As we came in from the Parkway North, with the skyline peering out between emerald mounds on a crisp summer evening, her initial impression interested me: Pittsburgh, she thought, had a palpable sense of history.
This was just her initial impression from the highway. Before getting out of the car, just by observing the buildings and layout, she saw in the landscape a sense of America in the 1910s and ’20s.
Incidentally, this is the period of time when much of modern Pittsburgh was created. In Oakland, this was the time when Pitt constructed its oldest, still-standing buildings. It was when the rapidly expanding population began to fully settle on streets like Atwood and Bouquet. It was in the decades around WWI, when the nation arguably settled into its current identity, that the city reached the physical form it still holds today.
But is there any significance to this? According to Salon.com, there might be. An early-May article detailing the “Rust Belt chic” movement supposedly responsible for the revitalization of previously declining Midwestern cities points to this turn of the century mystique as one of the region’s great assets. While part of new growth is undeniably attributable to cheap housing for young professionals and immigrants not available in more expensive parts of the country, this mythology adds a creative fire: If 20th-century America was defined in the Ohio Valley and Great Lakes Region, an uncertain 21st-century America can be defined here too.
Unsurprisingly, a small controversy has developed on the blogosphere about the article. Richey Piiparinen, a blogger at rustwire.com, likes the message, but doesn’t like its simplicity. Even as a term itself, Rust Belt Chic implies some kind of goofy, Brooklyn hipster aesthetic — a “loose and lazy” message too self-referential and self-aware to have any meaning beyond, “Come hither; we’ve got coffee shops in our ruin porn.” (For the uninitiated, ruin porn is the fascination with industrial decay, not XXX-rated entertainment atop old Bessemer converters.)

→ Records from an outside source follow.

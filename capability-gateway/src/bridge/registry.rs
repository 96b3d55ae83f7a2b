//! Handler registry keyed by capability kind.

use std::collections::HashMap;
use std::sync::Arc;

use capgate_common::CapabilityKind;

use super::CapabilityHandler;
use crate::error::{Error, Result};

/// Registry of capability handlers.
///
/// Populated once before the gateway is built; lookups afterwards are
/// lock-free so they can run on the caller's path without awaiting.
#[derive(Default)]
pub struct HandlerRegistry {
    handlers: HashMap<CapabilityKind, Arc<dyn CapabilityHandler>>,
}

impl HandlerRegistry {
    pub fn new() -> Self {
        Self {
            handlers: HashMap::new(),
        }
    }

    /// Register a handler. Each kind may only be registered once.
    pub fn register(&mut self, handler: Arc<dyn CapabilityHandler>) -> Result<()> {
        let kind = handler.kind();
        if self.handlers.contains_key(&kind) {
            return Err(Error::DuplicateHandler(kind));
        }
        self.handlers.insert(kind, handler);
        Ok(())
    }

    /// Register every handler in `handlers`.
    pub fn register_all(
        &mut self,
        handlers: impl IntoIterator<Item = Arc<dyn CapabilityHandler>>,
    ) -> Result<()> {
        for handler in handlers {
            self.register(handler)?;
        }
        Ok(())
    }

    /// Get the handler for a kind.
    pub fn get(&self, kind: CapabilityKind) -> Option<Arc<dyn CapabilityHandler>> {
        self.handlers.get(&kind).cloned()
    }

    /// Kinds with a registered handler.
    pub fn kinds(&self) -> Vec<CapabilityKind> {
        self.handlers.keys().copied().collect()
    }

    pub fn len(&self) -> usize {
        self.handlers.len()
    }

    pub fn is_empty(&self) -> bool {
        self.handlers.is_empty()
    }
}

#[cfg(test)]
mod tests {
    use super::*;
    use async_trait::async_trait;
    use capgate_common::{CapabilityParams, RawError};
    use serde_json::Value;

    struct Stub(CapabilityKind);

    #[async_trait]
    impl CapabilityHandler for Stub {
        fn kind(&self) -> CapabilityKind {
            self.0
        }

        async fn invoke(&self, _params: &CapabilityParams) -> std::result::Result<Value, RawError> {
            Ok(Value::Null)
        }
    }

    #[test]
    fn test_register_and_get() {
        let mut registry = HandlerRegistry::new();
        assert!(registry.is_empty());
        registry
            .register(Arc::new(Stub(CapabilityKind::Camera)))
            .unwrap();

        assert!(!registry.is_empty());
        assert_eq!(registry.kinds(), vec![CapabilityKind::Camera]);
        assert!(registry.get(CapabilityKind::Camera).is_some());
        assert!(registry.get(CapabilityKind::Contacts).is_none());
        assert_eq!(registry.len(), 1);
    }

    #[test]
    fn test_duplicate_registration_rejected() {
        let mut registry = HandlerRegistry::new();
        registry
            .register(Arc::new(Stub(CapabilityKind::Location)))
            .unwrap();

        let err = registry
            .register(Arc::new(Stub(CapabilityKind::Location)))
            .unwrap_err();
        assert!(matches!(err, Error::DuplicateHandler(CapabilityKind::Location)));
    }
}
//! Capability Gateway Common Types
//!
//! Shared types used by the gateway, its bridges and its observers.

pub mod capability;
pub mod options;
pub mod raw;
pub mod request;
pub mod result;

pub use capability::{AvailabilityState, CapabilityKind};
pub use options::{
    AccelerometerParams, CameraParams, CapabilityOptions, CapabilityParams, ContactField,
    ContactsParams, FileReadParams, FileWriteParams, InvalidOptions, LocationParams,
    NotificationParams, ReachabilityParams,
};
pub use raw::{RawCode, RawError};
pub use request::CapabilityRequest;
pub use result::{
    Acceleration, CapabilityPayload, CapabilityResult, CapturedImage, Contact, ErrorCode,
    Failure, FileContents, FileWritten, ImageFormat, NotificationAction, Position, Reachability,
};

On one level, it is hard to disagree with Piiparinen. Rust Belt Chic does exude East Coast conceit: “There go the working men with their sloop buckets learning to overcome their dreary existence.” It isn’t just some silly narrative driving the region forward, but the happy resurgence of American manufacturing and a population still somewhat familiar with the techniques and skills required to thrive in industry. Lower start-up costs and costs of living also make these areas more than some ironic experiment in polka and bowling.

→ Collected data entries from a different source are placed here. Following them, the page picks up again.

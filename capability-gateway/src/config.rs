//! Configuration for the capability gateway and its demo device.

use std::path::Path;

use capgate_common::{CapabilityKind, Contact, Position, Reachability};
use config::{Config as ConfigLoader, ConfigBuilder, ConfigError, Environment, File};
use config::builder::DefaultState;
use serde::Deserialize;

/// Main configuration structure.
#[derive(Debug, Clone, Deserialize, Default)]
pub struct Config {
    #[serde(default)]
    pub gateway: GatewaySettings,
    /// Simulated device used by the demo binary
    #[serde(default)]
    pub device: DeviceProfile,
    #[serde(default)]
    pub demo: DemoConfig,
}

/// Timing bounds enforced by the gateway.
#[derive(Debug, Clone, Deserialize)]
pub struct GatewaySettings {
    /// Upper bound on a one-shot request before it fails with Timeout.
    #[serde(default = "default_request_timeout")]
    pub request_timeout_ms: u64,
    /// Watch intervals below this are raised to it.
    #[serde(default = "default_min_watch_interval")]
    pub min_watch_interval_ms: u64,
    /// Interval used when a watch does not ask for one.
    #[serde(default = "default_watch_interval")]
    pub default_watch_interval_ms: u64,
}

impl Default for GatewaySettings {
    fn default() -> Self {
        Self {
            request_timeout_ms: default_request_timeout(),
            min_watch_interval_ms: default_min_watch_interval(),
            default_watch_interval_ms: default_watch_interval(),
        }
    }
}

impl GatewaySettings {
    /// Sampling interval for a watch, clamped to the configured minimum.
    pub fn watch_interval_ms(&self, requested: Option<u64>) -> u64 {
        requested
            .unwrap_or(self.default_watch_interval_ms)
            .max(self.min_watch_interval_ms)
            .max(1)
    }
}

/// A file seeded into the simulated device's storage.
#[derive(Debug, Clone, Deserialize)]
pub struct FileFixture {
    pub path: String,
    pub contents: String,
}

/// Behaviour of the simulated device bridge.
#[derive(Debug, Clone, Deserialize)]
pub struct DeviceProfile {
    /// Capabilities the device lacks; they report Unavailable.
    #[serde(default)]
    pub absent: Vec<CapabilityKind>,
    /// Capabilities the user declined; they fail with a permission error.
    #[serde(default)]
    pub denied: Vec<CapabilityKind>,
    /// Artificial delay before each device reply.
    #[serde(default)]
    pub latency_ms: u64,
    #[serde(default = "default_position")]
    pub location: Position,
    #[serde(default = "default_reachability")]
    pub reachability: Reachability,
    #[serde(default = "default_contacts")]
    pub contacts: Vec<Contact>,
    #[serde(default = "default_files")]
    pub files: Vec<FileFixture>,
}

impl Default for DeviceProfile {
    fn default() -> Self {
        Self {
            absent: vec![],
            denied: vec![],
            latency_ms: 0,
            location: default_position(),
            reachability: default_reachability(),
            contacts: default_contacts(),
            files: default_files(),
        }
    }
}

/// One button of the demo walkthrough.
#[derive(Debug, Clone, Copy, PartialEq, Eq, Deserialize)]
#[serde(rename_all = "snake_case")]
pub enum DemoStep {
    Location,
    Beep,
    Vibrate,
    Accelerometer,
    Camera,
    ReadFile,
    WriteFile,
    Contacts,
    Network,
}

impl DemoStep {
    pub const ALL: [DemoStep; 9] = [
        DemoStep::Location,
        DemoStep::Beep,
        DemoStep::Vibrate,
        DemoStep::Accelerometer,
        DemoStep::Camera,
        DemoStep::ReadFile,
        DemoStep::WriteFile,
        DemoStep::Contacts,
        DemoStep::Network,
    ];
}

#[derive(Debug, Clone, Deserialize)]
pub struct DemoConfig {
    #[serde(default = "default_steps")]
    pub steps: Vec<DemoStep>,
    /// Accelerometer readings to show before cancelling the watch.
    #[serde(default = "default_watch_samples")]
    pub watch_samples: usize,
    #[serde(default = "default_reachability_host")]
    pub reachability_host: String,
    #[serde(default = "default_read_path")]
    pub read_path: String,
    #[serde(default = "default_write_path")]
    pub write_path: String,
    #[serde(default = "default_write_contents")]
    pub write_contents: String,
}

impl Default for DemoConfig {
    fn default() -> Self {
        Self {
            steps: default_steps(),
            watch_samples: default_watch_samples(),
            reachability_host: default_reachability_host(),
            read_path: default_read_path(),
            write_path: default_write_path(),
            write_contents: default_write_contents(),
        }
    }
}

// Default values
fn default_request_timeout() -> u64 {
    30_000
}
fn default_min_watch_interval() -> u64 {
    50
}
fn default_watch_interval() -> u64 {
    1_000
}
fn default_position() -> Position {
    Position {
        latitude: 37.0,
        longitude: -122.0,
        accuracy: 10.0,
        altitude: None,
    }
}
fn default_reachability() -> Reachability {
    Reachability::Wifi
}
fn default_contacts() -> Vec<Contact> {
    ["Ada Lovelace", "Alan Turing", "Grace Hopper"]
        .iter()
        .enumerate()
        .map(|(i, name)| Contact {
            display_name: Some(name.to_string()),
            phone_numbers: vec![format!("+1 555 010{}", i)],
            emails: vec![format!(
                "{}@example.com",
                name.to_lowercase().replace(' ', ".")
            )],
        })
        .collect()
}
fn default_files() -> Vec<FileFixture> {
    vec![FileFixture {
        path: default_read_path(),
        contents: "Hello from device storage".to_string(),
    }]
}
fn default_steps() -> Vec<DemoStep> {
    DemoStep::ALL.to_vec()
}
fn default_watch_samples() -> usize {
    3
}
fn default_reachability_host() -> String {
    "www.mobiledevelopersolutions.com".to_string()
}
fn default_read_path() -> String {
    "/sdcard/phonegap.txt".to_string()
}
fn default_write_path() -> String {
    "foo.txt".to_string()
}
fn default_write_contents() -> String {
    "This is a test of writing to a file".to_string()
}

impl Config {
    /// Load configuration from file and environment variables.
    ///
    /// Configuration sources (in order of precedence):
    /// 1. Environment variables (CAPGATE__SECTION__KEY format)
    /// 2. config.toml file (if present)
    /// 3. Built-in defaults
    pub fn load() -> Result<Self, ConfigError> {
        Self::builder()?
            .add_source(File::with_name("config").required(false))
            .add_source(env_source())
            .build()?
            .try_deserialize()
    }

    /// Load configuration from an explicit file, still honouring the environment.
    pub fn load_from(path: impl AsRef<Path>) -> Result<Self, ConfigError> {
        Self::builder()?
            .add_source(File::from(path.as_ref()).required(true))
            .add_source(env_source())
            .build()?
            .try_deserialize()
    }

    fn builder() -> Result<ConfigBuilder<DefaultState>, ConfigError> {
        ConfigLoader::builder()
            .set_default("gateway.request_timeout_ms", default_request_timeout() as i64)?
            .set_default(
                "gateway.min_watch_interval_ms",
                default_min_watch_interval() as i64,
            )?
            .set_default(
                "gateway.default_watch_interval_ms",
                default_watch_interval() as i64,
            )
    }
}

fn env_source() -> Environment {
    Environment::with_prefix("CAPGATE")
        .separator("__")
        .try_parsing(true)
}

But before completely discounting Rust Belt chic, I am reminded of the drive to Pittsburgh with the newcomer. She wasn’t impacted by the low cost of living or the availability of a cheap housing stock. It was the very real sense of history. It was the Beaux-Arts Post Office and Federal Courthouse and Mausoleum of Halicarnassus-inspired Gulf Tower Downtown that got her thinking. And though it wasn’t enough to get her to drop her current life and resettle in Pittsburgh, this historical centricity did leave her with a more resonating experience than a similar drive into Charlotte, Atlanta or Los Angeles would.
It remains an open question if this connection to America’s past foundations will mean anything in terms of real growth in the rust belt. Inevitably, the decision to open a new factory is based on projected profits, not on an unbending faith in the power of historical narrative. Not even a Manifest Destiny-seeking pioneer or tired, poor and huddled immigrant would make a journey if it meant certain failure. The rust belt must still fundamentally become a place where the modern economy is an ally, not an enemy.
But if Rust Belt Chic can impact an uninitiated, traveled outsider, who knows the impression it can leave on tomorrow’s entrepreneurs and innovators?